(Stored items)
======

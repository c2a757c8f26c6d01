use anyhow::{anyhow, Context, Result};
use cpal::traits::{DeviceTrait, HostTrait, StreamTrait};
use crossbeam_channel::{bounded, Sender};
use std::time::Duration;
use tracing::{debug, info, warn};

use super::tone::render_tone;
use crate::config::ToneConfig;
use crate::types::waveform::Waveform;

/// List available audio output devices
pub fn list_audio_devices() -> Result<Vec<String>> {
    let host = cpal::default_host();

    let mut devices: Vec<String> = host
        .output_devices()?
        .filter_map(|device| {
            device.description()
                .ok()
                .map(|desc| desc.name().to_string())
        })
        .collect();

    // Also try to get the default device explicitly
    if let Some(default_device) = host.default_output_device() {
        if let Ok(default_desc) = default_device.description() {
            let default_name = default_desc.name().to_string();
            if !devices.contains(&default_name) {
                devices.push(default_name);
            }
        }
    }

    if devices.is_empty() {
        return Err(anyhow!("No audio output devices found"));
    }

    Ok(devices)
}

/// Find audio device index by name or index string
pub fn find_audio_device(devices: &[String], search: &str) -> Result<usize> {
    if let Ok(index) = search.parse::<usize>() {
        if index < devices.len() {
            return Ok(index);
        } else {
            return Err(anyhow!(
                "Audio device index {} out of range (0-{})",
                index,
                devices.len().saturating_sub(1)
            ));
        }
    }

    // Case-insensitive substring match
    let search_lower = search.to_lowercase();
    devices
        .iter()
        .position(|device| device.to_lowercase().contains(&search_lower))
        .ok_or_else(|| anyhow!("Audio device '{}' not found", search))
}

/// Resolve the configured output device, falling back to the host default
fn open_device(search: Option<&str>) -> Result<cpal::Device> {
    let host = cpal::default_host();

    match search {
        Some(search) => {
            let devices = list_audio_devices()?;
            let index = find_audio_device(&devices, search)?;
            host.output_devices()?
                .nth(index)
                .ok_or_else(|| anyhow!("Selected audio device not available"))
        }
        None => host
            .default_output_device()
            .ok_or_else(|| anyhow!("No default audio output device")),
    }
}

/// Render a tone for the given waveform and play it to completion.
///
/// The buffer is rendered at the device's native sample rate before the
/// stream starts; the audio callback only copies samples out of it.
pub fn play_tone(waveform: Waveform, frequency: f64, terms: usize, tone: &ToneConfig) -> Result<()> {
    let device = open_device(tone.device.as_deref())?;
    let supported = device
        .default_output_config()
        .context("Failed to query output config")?;
    let sample_format = supported.sample_format();
    let config: cpal::StreamConfig = supported.into();
    let sample_rate = config.sample_rate as f64;

    let buffer = render_tone(waveform, frequency, terms, sample_rate, tone.duration, tone.volume);
    debug!(samples = buffer.len(), sample_rate, "rendered tone");

    let (done_tx, done_rx) = bounded(1);

    let _stream = match sample_format {
        cpal::SampleFormat::F32 => start_tone_stream::<f32>(&device, &config, buffer, done_tx)?,
        cpal::SampleFormat::I16 => start_tone_stream::<i16>(&device, &config, buffer, done_tx)?,
        cpal::SampleFormat::U16 => start_tone_stream::<u16>(&device, &config, buffer, done_tx)?,
        other => return Err(anyhow!("Unsupported sample format: {:?}", other)),
    };

    info!(wave = %waveform, frequency, terms, "playing tone");

    let timeout = Duration::from_secs_f64(tone.duration + 1.0);
    if done_rx.recv_timeout(timeout).is_err() {
        warn!("tone playback did not finish within {:?}", timeout);
    }

    Ok(())
}

/// Start an output stream that plays `buffer` once, then outputs silence
fn start_tone_stream<T>(
    device: &cpal::Device,
    config: &cpal::StreamConfig,
    buffer: Vec<f32>,
    done_tx: Sender<()>,
) -> Result<cpal::Stream>
where
    T: cpal::Sample + cpal::SizedSample + cpal::FromSample<f32>,
{
    let num_channels = config.channels as usize;
    let mut position = 0usize;
    let mut finished = false;

    let stream = device.build_output_stream(
        config,
        move |data: &mut [T], _: &cpal::OutputCallbackInfo| {
            for frame in data.chunks_mut(num_channels) {
                let sample = buffer.get(position).copied().unwrap_or(0.0);
                position += 1;

                for out in frame.iter_mut() {
                    *out = T::from_sample(sample);
                }
            }

            if !finished && position >= buffer.len() {
                finished = true;
                let _ = done_tx.try_send(());
            }
        },
        |err| warn!("Audio stream error: {}", err),
        None,
    )?;

    stream.play()?;

    Ok(stream)
}
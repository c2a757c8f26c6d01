use anyhow::Result;
use clap::Parser;
use crossterm::{
    execute,
    terminal::{disable_raw_mode, enable_raw_mode, EnterAlternateScreen, LeaveAlternateScreen},
};
use ratatui::{backend::CrosstermBackend, Terminal};
use std::{io, path::PathBuf, thread, time::Duration};
use tracing::{info, warn};
use tracing_subscriber::EnvFilter;

use fourier_synth::audio::{list_audio_devices, play_tone};
use fourier_synth::config::FourierConfig;
use fourier_synth::series::{grid::plot_grid, terms_from};
use fourier_synth::ui::{app::App, events, render};
use fourier_synth::Waveform;

/// Explore truncated Fourier series of classic waveforms
#[derive(Parser, Debug)]
#[command(name = "fourier-synth")]
#[command(about = "Truncated Fourier series explorer with tone playback", long_about = None)]
struct Args {
    /// Configuration file (YAML)
    #[arg(short = 'c', long = "config")]
    config: Option<PathBuf>,

    /// Waveform: sine, square, triangle, sawtooth, full_rec, half_rec
    #[arg(short = 'w', long = "wave")]
    wave: Option<Waveform>,

    /// Fundamental frequency in Hz
    #[arg(short = 'f', long = "frequency")]
    frequency: Option<f64>,

    /// Number of series terms (fractional values are truncated)
    #[arg(short = 'n', long = "terms")]
    terms: Option<f64>,

    /// Play the tone once
    #[arg(short = 'p', long = "play")]
    play: bool,

    /// Print the harmonic table instead of starting the terminal view
    #[arg(long = "print")]
    print: bool,

    /// List available audio output devices and exit
    #[arg(short = 'l', long = "list")]
    list_devices: bool,
}

fn main() -> Result<()> {
    init_logging();

    let args = Args::parse();

    if args.list_devices {
        println!("Available Audio Output Devices:");
        for (i, device) in list_audio_devices()?.iter().enumerate() {
            println!("  {}: {}", i, device);
        }
        return Ok(());
    }

    let config = build_config(&args)?;

    if args.print {
        print_series(&config);
        if args.play {
            play_tone(config.wave, config.frequency, config.terms, &config.tone)?;
        }
        return Ok(());
    }

    run_ui(&config, args.play)
}

/// Log to stderr, filtered by RUST_LOG (default: warn)
fn init_logging() {
    let filter = EnvFilter::try_from_default_env().unwrap_or_else(|_| EnvFilter::new("warn"));
    tracing_subscriber::fmt()
        .with_env_filter(filter)
        .with_writer(io::stderr)
        .init();
}

/// Load the config file if given, then apply command line overrides
fn build_config(args: &Args) -> Result<FourierConfig> {
    let mut config = match &args.config {
        Some(path) => FourierConfig::load(path)?,
        None => FourierConfig::default(),
    };

    if let Some(wave) = args.wave {
        config.wave = wave;
    }
    if let Some(frequency) = args.frequency {
        config.frequency = frequency;
    }
    if let Some(terms) = args.terms {
        config.terms = terms_from(terms);
    }

    config.validate()?;
    Ok(config)
}

/// Print the harmonic table and signal extent for the configured series
fn print_series(config: &FourierConfig) {
    let time = plot_grid(config.frequency, config.plot.samples, config.plot.periods);
    let series = config.wave.synthesize(&time, config.frequency, config.terms);

    println!(
        "{} at {} Hz, {} terms",
        config.wave.label(),
        config.frequency,
        config.terms
    );
    println!("{:>5}  {:>12}  {:>12}", "k", "freq [Hz]", "amplitude");
    for (k, harmonic) in series.harmonics().enumerate() {
        println!("{:>5}  {:>12.3}  {:>12.6}", k + 1, harmonic.frequency, harmonic.amplitude);
    }

    if let Some((lo, hi)) = series.signal_range() {
        println!("signal: {} samples, min {:.6}, max {:.6}", series.signal.len(), lo, hi);
    }
}

/// Run the terminal view until the user quits
fn run_ui(config: &FourierConfig, play_on_start: bool) -> Result<()> {
    enable_raw_mode()?;
    let mut stdout = io::stdout();
    execute!(stdout, EnterAlternateScreen)?;
    let backend = CrosstermBackend::new(stdout);
    let mut terminal = Terminal::new(backend)?;

    let mut app = App::new(config);
    if play_on_start {
        app.request_play();
    }

    let result = run_ui_loop(&mut terminal, &mut app, config);

    // Restore terminal
    disable_raw_mode()?;
    execute!(terminal.backend_mut(), LeaveAlternateScreen)?;
    terminal.show_cursor()?;

    result
}

fn run_ui_loop(
    terminal: &mut Terminal<CrosstermBackend<io::Stdout>>,
    app: &mut App,
    config: &FourierConfig,
) -> Result<()> {
    let (done_tx, done_rx) = crossbeam_channel::unbounded::<Result<(), String>>();

    loop {
        while let Ok(result) = done_rx.try_recv() {
            if let Err(err) = &result {
                warn!("tone playback failed: {}", err);
            }
            app.playback_finished(result);
        }

        terminal.draw(|f| render::render(f, app))?;

        events::handle_events(app)?;

        if app.take_play_request() {
            app.playback_started();

            let (wave, frequency, terms) = (app.waveform, app.frequency, app.terms);
            let tone = config.tone.clone();
            let done_tx = done_tx.clone();
            thread::spawn(move || {
                let result = play_tone(wave, frequency, terms, &tone).map_err(|err| format!("{:#}", err));
                let _ = done_tx.send(result);
            });
        }

        if app.should_quit {
            info!("quitting");
            break;
        }

        // ~60 FPS
        thread::sleep(Duration::from_millis(16));
    }

    Ok(())
}
impl Player {
    /// Spawn at the center of the first screen
    pub fn new(tuning: &Tuning) -> Self {
        Self::spawn_at(
            tuning.screen_center_x() - tuning.player_width / 2.0,
            tuning.screen_height / 2.0,
            tuning,
        )
    }

    /// Spawn with the top-left corner at `(x, y)`
    pub fn spawn_at(x: f32, y: f32, tuning: &Tuning) -> Self {
        Self {
            rect: Rect::new(x, y, tuning.player_width, tuning.player_height),
            vel: Vec2::ZERO,
            on_ground: false,
            is_moving: false,
            fast_falling: false,
            is_dead: false,
            death_cause: None,
            jump_buffer: 0,
            coyote_time: 0,
            fall_distance: 0.0,
            last_ground_y: y,
            highest_y: y,
            last_score_y: y,
            score: 0,
            high_jump_active: false,
            high_jump_timer: 0,
        }
    }

    /// Launch velocity, boosted while a high jump is active
    pub fn jump_velocity(&self, tuning: &Tuning) -> f32 {
        if self.high_jump_active {
            tuning.jump_force * tuning.high_jump_multiplier
        } else {
            tuning.jump_force
        }
    }

    fn launch(&mut self, tuning: &Tuning) {
        self.vel.y = self.jump_velocity(tuning);
        self.on_ground = false;
        self.coyote_time = 0;
    }

    /// Advance one frame. Once dead, this is a no-op that keeps reporting
    /// [`PlayerStatus::Dead`].
    pub fn update(
        &mut self,
        input: &TickInput,
        platforms: &mut [Platform],
        camera: &Camera,
        tuning: &Tuning,
    ) -> PlayerStatus {
        if self.is_dead {
            return PlayerStatus::Dead;
        }

        self.handle_input(input, tuning);
        self.decay_high_jump();
        self.integrate(tuning);
        self.update_score(tuning);
        self.track_fall();
        self.resolve_collisions(platforms, tuning);

        if !self.on_ground {
            self.coyote_time = self.coyote_time.saturating_sub(1);
        }

        if self.jump_buffer > 0 {
            if self.on_ground {
                self.jump_buffer = 0;
                self.launch(tuning);
            } else {
                self.jump_buffer -= 1;
            }
        }

        if let Some(cause) = self.check_death(camera, tuning) {
            self.is_dead = true;
            self.death_cause = Some(cause);
            log::debug!(
                "Player died ({:?}) at y={:.1} with score {}",
                cause,
                self.rect.top(),
                self.score
            );
            return PlayerStatus::Dead;
        }

        self.wrap_horizontal(tuning);
        PlayerStatus::Alive
    }

    fn handle_input(&mut self, input: &TickInput, tuning: &Tuning) {
        if input.left {
            self.vel.x = (self.vel.x - tuning.player_acceleration).max(-tuning.player_speed);
            self.is_moving = true;
        } else if input.right {
            self.vel.x = (self.vel.x + tuning.player_acceleration).min(tuning.player_speed);
            self.is_moving = true;
        } else {
            self.vel.x *= tuning.player_friction;
            if self.vel.x.abs() < tuning.player_stop_epsilon {
                self.vel.x = 0.0;
            }
            self.is_moving = false;
        }

        self.fast_falling = input.down;

        if input.jump {
            if self.on_ground || self.coyote_time > 0 {
                self.launch(tuning);
            } else {
                self.jump_buffer = tuning.jump_buffer_frames;
            }
        }
    }

    fn decay_high_jump(&mut self) {
        if self.high_jump_active {
            self.high_jump_timer = self.high_jump_timer.saturating_sub(1);
            if self.high_jump_timer == 0 {
                self.high_jump_active = false;
            }
        }
    }

    fn integrate(&mut self, tuning: &Tuning) {
        let gravity = if self.fast_falling {
            tuning.gravity * tuning.fast_fall_multiplier
        } else {
            tuning.gravity
        };
        self.vel.y += gravity;
        self.rect.translate(self.vel);
    }

    fn update_score(&mut self, tuning: &Tuning) {
        let y = self.rect.top();
        if y < self.highest_y {
            self.highest_y = y;
            self.score += self.height_score(y, tuning);
        }
    }

    /// Points for climbing from `last_score_y` to `current_y`
    fn height_score(&mut self, current_y: f32, tuning: &Tuning) -> u64 {
        let climbed = self.last_score_y - current_y;
        if climbed <= 0.0 {
            return 0;
        }

        let multiplier = height_multiplier(
            self.height_level(current_y, tuning),
            tuning.height_score_multiplier,
            tuning.max_height_multiplier,
        );
        let points = (climbed * tuning.score_per_height_unit * multiplier).floor();
        self.last_score_y = current_y;

        if points > 0.0 { points as u64 } else { 0 }
    }

    /// Height bands between `highest_y` and `current_y`. Scoring runs after
    /// `highest_y` has ratcheted to the current height, so a scoring frame
    /// always sees band 0 and the multiplier stays at 1.
    pub fn height_level(&self, current_y: f32, tuning: &Tuning) -> u32 {
        let bands = ((self.highest_y - current_y) / tuning.height_score_interval).floor();
        if bands > 0.0 { bands as u32 } else { 0 }
    }

    fn track_fall(&mut self) {
        if self.on_ground {
            self.last_ground_y = self.rect.top();
            self.fall_distance = 0.0;
        } else {
            self.fall_distance = self.rect.top() - self.last_ground_y;
        }
    }

    fn resolve_collisions(&mut self, platforms: &mut [Platform], tuning: &Tuning) {
        self.on_ground = false;

        for platform in platforms.iter_mut() {
            self.try_pickup(platform, tuning);

            if !platform.is_visible() || !self.rect.overlaps(&platform.rect) {
                continue;
            }
            // One-way platforms: pass through while rising
            if self.vel.y < 0.0 {
                continue;
            }
            if self.vel.y > 0.0 {
                self.land_on(platform, tuning);
            }
        }
    }

    fn try_pickup(&mut self, platform: &mut Platform, tuning: &Tuning) {
        let Some(rect) = platform.active_power_up_rect() else {
            return;
        };
        if !self.rect.overlaps(&rect) {
            return;
        }
        if let Some(power_up) = platform.power_up.as_mut() {
            power_up.active = false;
            self.apply_power_up(power_up.kind, tuning);
            log::debug!("Picked up {:?} from platform {}", power_up.kind, platform.id);
        }
    }

    fn apply_power_up(&mut self, kind: PowerUpKind, tuning: &Tuning) {
        match kind {
            PowerUpKind::HighJump => {
                self.high_jump_active = true;
                self.high_jump_timer = tuning.high_jump_duration;
                self.score += tuning.power_up_score_bonus;
            }
        }
    }

    /// Snap onto the platform top, then bounce straight back up.
    ///
    /// The bounce is unconditional: the player never rests on a platform.
    fn land_on(&mut self, platform: &mut Platform, tuning: &Tuning) {
        self.rect.set_bottom(platform.rect.top());
        self.vel.y = 0.0;
        self.on_ground = true;
        self.coyote_time = tuning.coyote_frames;
        self.last_ground_y = self.rect.top();
        self.fall_distance = 0.0;

        self.vel.y = self.jump_velocity(tuning);
        self.on_ground = false;

        platform.step_on();
    }

    fn check_death(&self, camera: &Camera, tuning: &Tuning) -> Option<DeathCause> {
        if self.fall_distance > tuning.screen_height * 3.0 {
            return Some(DeathCause::FellTooFar);
        }
        if camera.screen_y(self.rect.top()) > tuning.screen_height {
            return Some(DeathCause::LeftScreen);
        }
        None
    }

    /// The world is a horizontal cylinder
    fn wrap_horizontal(&mut self, tuning: &Tuning) {
        if self.rect.right() < 0.0 {
            self.rect.set_left(tuning.screen_width);
        } else if self.rect.left() > tuning.screen_width {
            self.rect.set_right(0.0);
        }
    }
}
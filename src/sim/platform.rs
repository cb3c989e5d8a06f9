//! Platforms and the power-ups they carry

use glam::Vec2;
use serde::{Deserialize, Serialize};

use super::rect::Rect;
use crate::tuning::Tuning;

/// Power-up types
#[derive(Debug, Clone, Copy, PartialEq, Eq, Serialize, Deserialize)]
pub enum PowerUpKind {
    /// Timed jump-force multiplier plus a flat score bonus
    HighJump,
}

/// A power-up resting on top of its platform
///
/// Position is not stored: it is derived from the owning platform's box, so
/// it follows moving platforms without extra bookkeeping.
#[derive(Debug, Clone, PartialEq, Serialize, Deserialize)]
pub struct PowerUp {
    pub kind: PowerUpKind,
    /// Cleared on pickup; inactive power-ups neither draw nor collide
    pub active: bool,
    pub size: f32,
    /// Clearance above the platform top
    pub gap: f32,
}

impl PowerUp {
    pub fn new(kind: PowerUpKind, size: f32, gap: f32) -> Self {
        Self {
            kind,
            active: true,
            size,
            gap,
        }
    }

    /// World box when resting on `platform`: centered, `gap` above its top
    pub fn rect_on(&self, platform: &Rect) -> Rect {
        Rect::new(
            platform.center_x() - self.size / 2.0,
            platform.top() - self.size - self.gap,
            self.size,
            self.size,
        )
    }
}

/// Disappearing platform cycle
///
/// One counter runs at a time, so "counting down" and "hidden" can never
/// overlap.
#[derive(Debug, Clone, Copy, PartialEq, Eq, Default, Serialize, Deserialize)]
pub enum Fade {
    /// Visible, not yet stepped on
    #[default]
    Idle,
    /// Visible, counting up toward the disappear delay
    Countdown(u32),
    /// Hidden, counting up toward the reappear delay
    Hidden(u32),
}

/// Moving platform oscillation
#[derive(Debug, Clone, Copy, PartialEq, Serialize, Deserialize)]
pub struct Sway {
    /// Horizontal offset from the spawn x
    pub progress: f32,
    /// +1.0 or -1.0
    pub direction: f32,
}

impl Default for Sway {
    fn default() -> Self {
        Self {
            progress: 0.0,
            direction: 1.0,
        }
    }
}

/// Platform variants with their per-variant state
#[derive(Debug, Clone, Copy, PartialEq, Default, Serialize, Deserialize)]
pub enum PlatformKind {
    #[default]
    Normal,
    Disappearing(Fade),
    Moving(Sway),
}

impl PlatformKind {
    /// Fresh variant for a weighted-choice index (normal, disappearing, moving)
    pub fn from_index(index: usize) -> Self {
        match index {
            1 => PlatformKind::Disappearing(Fade::Idle),
            2 => PlatformKind::Moving(Sway::default()),
            _ => PlatformKind::Normal,
        }
    }

    pub fn as_str(&self) -> &'static str {
        match self {
            PlatformKind::Normal => "normal",
            PlatformKind::Disappearing(_) => "disappearing",
            PlatformKind::Moving(_) => "moving",
        }
    }
}

/// A platform entity
#[derive(Debug, Clone, PartialEq, Serialize, Deserialize)]
pub struct Platform {
    pub id: u32,
    pub rect: Rect,
    /// Spawn position (top-left); never changes
    pub origin: Vec2,
    pub kind: PlatformKind,
    pub power_up: Option<PowerUp>,
}

impl Platform {
    pub fn new(id: u32, rect: Rect, kind: PlatformKind) -> Self {
        Self {
            id,
            rect,
            origin: rect.pos,
            kind,
            power_up: None,
        }
    }

    pub fn with_power_up(mut self, power_up: PowerUp) -> Self {
        self.power_up = Some(power_up);
        self
    }

    /// Hidden disappearing platforms are skipped by collision and drawing
    pub fn is_visible(&self) -> bool {
        !matches!(self.kind, PlatformKind::Disappearing(Fade::Hidden(_)))
    }

    /// Frames counted since the platform was stepped on (0 when idle or hidden)
    pub fn disappear_timer(&self) -> u32 {
        match self.kind {
            PlatformKind::Disappearing(Fade::Countdown(t)) => t,
            _ => 0,
        }
    }

    /// Frames counted while hidden (0 when visible)
    pub fn reappear_timer(&self) -> u32 {
        match self.kind {
            PlatformKind::Disappearing(Fade::Hidden(t)) => t,
            _ => 0,
        }
    }

    /// Player landed on this platform: arm a disappearing platform's countdown
    pub fn step_on(&mut self) {
        if let PlatformKind::Disappearing(fade) = &mut self.kind {
            if !matches!(fade, Fade::Hidden(_)) {
                *fade = Fade::Countdown(1);
            }
        }
    }

    /// World box of the carried power-up, if it is still active
    pub fn active_power_up_rect(&self) -> Option<Rect> {
        self.power_up
            .as_ref()
            .filter(|p| p.active)
            .map(|p| p.rect_on(&self.rect))
    }

    /// Advance per-variant state by one frame
    pub fn update(&mut self, tuning: &Tuning) {
        match &mut self.kind {
            PlatformKind::Normal => {}
            PlatformKind::Disappearing(fade) => {
                *fade = match *fade {
                    Fade::Idle => Fade::Idle,
                    Fade::Countdown(t) => {
                        let t = t + 1;
                        if t >= tuning.disappear_delay {
                            Fade::Hidden(0)
                        } else {
                            Fade::Countdown(t)
                        }
                    }
                    Fade::Hidden(t) => {
                        let t = t + 1;
                        if t >= tuning.reappear_delay {
                            Fade::Idle
                        } else {
                            Fade::Hidden(t)
                        }
                    }
                };
            }
            PlatformKind::Moving(sway) => {
                sway.progress += tuning.moving_platform_speed * sway.direction;
                if sway.progress.abs() >= tuning.moving_platform_distance {
                    sway.direction = -sway.direction;
                }
                self.rect.pos.x = self.origin.x + sway.progress;
            }
        }
    }
}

======

● Work to complete: If a line of the entries holds the word "println", copy it out.

● Solution:
        println!("Available Audio Output Devices:");
            println!("  {}: {}", i, device);
    println!(
    println!("{:>5}  {:>12}  {:>12}", "k", "freq [Hz]", "amplitude");
        println!("{:>5}  {:>12.3}  {:>12.6}", k + 1, harmonic.frequency, harmonic.amplitude);
        println!("signal: {} samples, min {:.6}, max {:.6}", series.signal.len(), lo, hi);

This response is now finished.